• [Goal of the exercise]:
Filter the entries, keeping every line with the word "DriveRequest".

╭──

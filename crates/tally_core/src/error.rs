//! Error types for tally_core.

use std::io;

use thiserror::Error;

use crate::state::{AccountId, DocumentId};
use crate::sync::backend::BackendKind;

/// Convenience alias used throughout the crate.
pub type Result<T> = std::result::Result<T, TallyError>;

/// All errors produced by the engine.
///
/// Backend I/O failures (`KvRead`, `KvWrite`, `DriveRequest`) are transient:
/// the scheduler records them as the backend's last rejection and retries the
/// whole outstanding delta from its checkpoint on the next flush. Integrity
/// and lookup errors are not retried by the scheduler; they surface to the
/// caller that triggered the load.
#[derive(Debug, Error)]
pub enum TallyError {
    /// Reading a key from the key-value store failed.
    #[error("failed to read key {key:?} from the key-value store")]
    KvRead {
        /// Key that was being read.
        key: String,
        /// Underlying I/O error.
        #[source]
        source: io::Error,
    },

    /// Writing a key to the key-value store failed.
    #[error("failed to write key {key:?} to the key-value store")]
    KvWrite {
        /// Key that was being written.
        key: String,
        /// Underlying I/O error.
        #[source]
        source: io::Error,
    },

    /// A request against the remote drive service failed.
    #[error("drive {op} request failed: {message}")]
    DriveRequest {
        /// Which client call failed (`list`, `fetch`, `upload`, `delete`).
        op: &'static str,
        /// Service-reported reason.
        message: String,
    },

    /// A value could not be serialized for storage.
    #[error("failed to encode {context}")]
    Encode {
        /// What was being encoded.
        context: String,
        /// Underlying serde error.
        #[source]
        source: serde_json::Error,
    },

    /// A stored value could not be deserialized.
    #[error("failed to decode stored value at {key:?}")]
    Decode {
        /// Key the value was stored under.
        key: String,
        /// Underlying serde error.
        #[source]
        source: serde_json::Error,
    },

    /// Stored data is missing a piece the descriptor says should exist.
    ///
    /// Loads fail rather than silently defaulting the missing part.
    #[error("stored data at {key:?} is incomplete: {detail}")]
    DataIntegrity {
        /// Key of the missing or inconsistent record.
        key: String,
        /// What was expected.
        detail: String,
    },

    /// The document id does not exist in the current state.
    #[error("unknown document {id}")]
    UnknownDocument {
        /// The offending id.
        id: DocumentId,
    },

    /// The document exists but its content is not materialized.
    #[error("document {id} is not loaded")]
    DocumentNotLoaded {
        /// The offending id.
        id: DocumentId,
    },

    /// The account id does not exist in the current state.
    #[error("unknown account {id}")]
    UnknownAccount {
        /// The offending id.
        id: AccountId,
    },

    /// No backend of this kind was registered with the engine.
    #[error("no {kind} backend registered")]
    NoBackend {
        /// The missing backend kind.
        kind: BackendKind,
    },

    /// Two backends of the same kind were passed to the engine.
    #[error("a {kind} backend is already registered")]
    DuplicateBackend {
        /// The kind registered twice.
        kind: BackendKind,
    },

    /// The document was moved to a different account while a load for it was
    /// in flight. The load is aborted; nothing is dispatched.
    #[error("document {id} moved to another account while loading")]
    DocumentMoved {
        /// The document whose load was aborted.
        id: DocumentId,
    },

    /// The scheduler worker for this backend has stopped.
    #[error("scheduler for {kind} backend is no longer running")]
    SchedulerStopped {
        /// The backend whose worker is gone.
        kind: BackendKind,
    },
}

impl TallyError {
    /// Whether this error is a transient backend failure worth retrying.
    pub fn is_transient(&self) -> bool {
        matches!(
            self,
            TallyError::KvRead { .. }
                | TallyError::KvWrite { .. }
                | TallyError::DriveRequest { .. }
        )
    }
}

╰──

• [Problem solution]:
/// Backend I/O failures (`KvRead`, `KvWrite`, `DriveRequest`) are transient:
    DriveRequest {
                | TallyError::DriveRequest { .. }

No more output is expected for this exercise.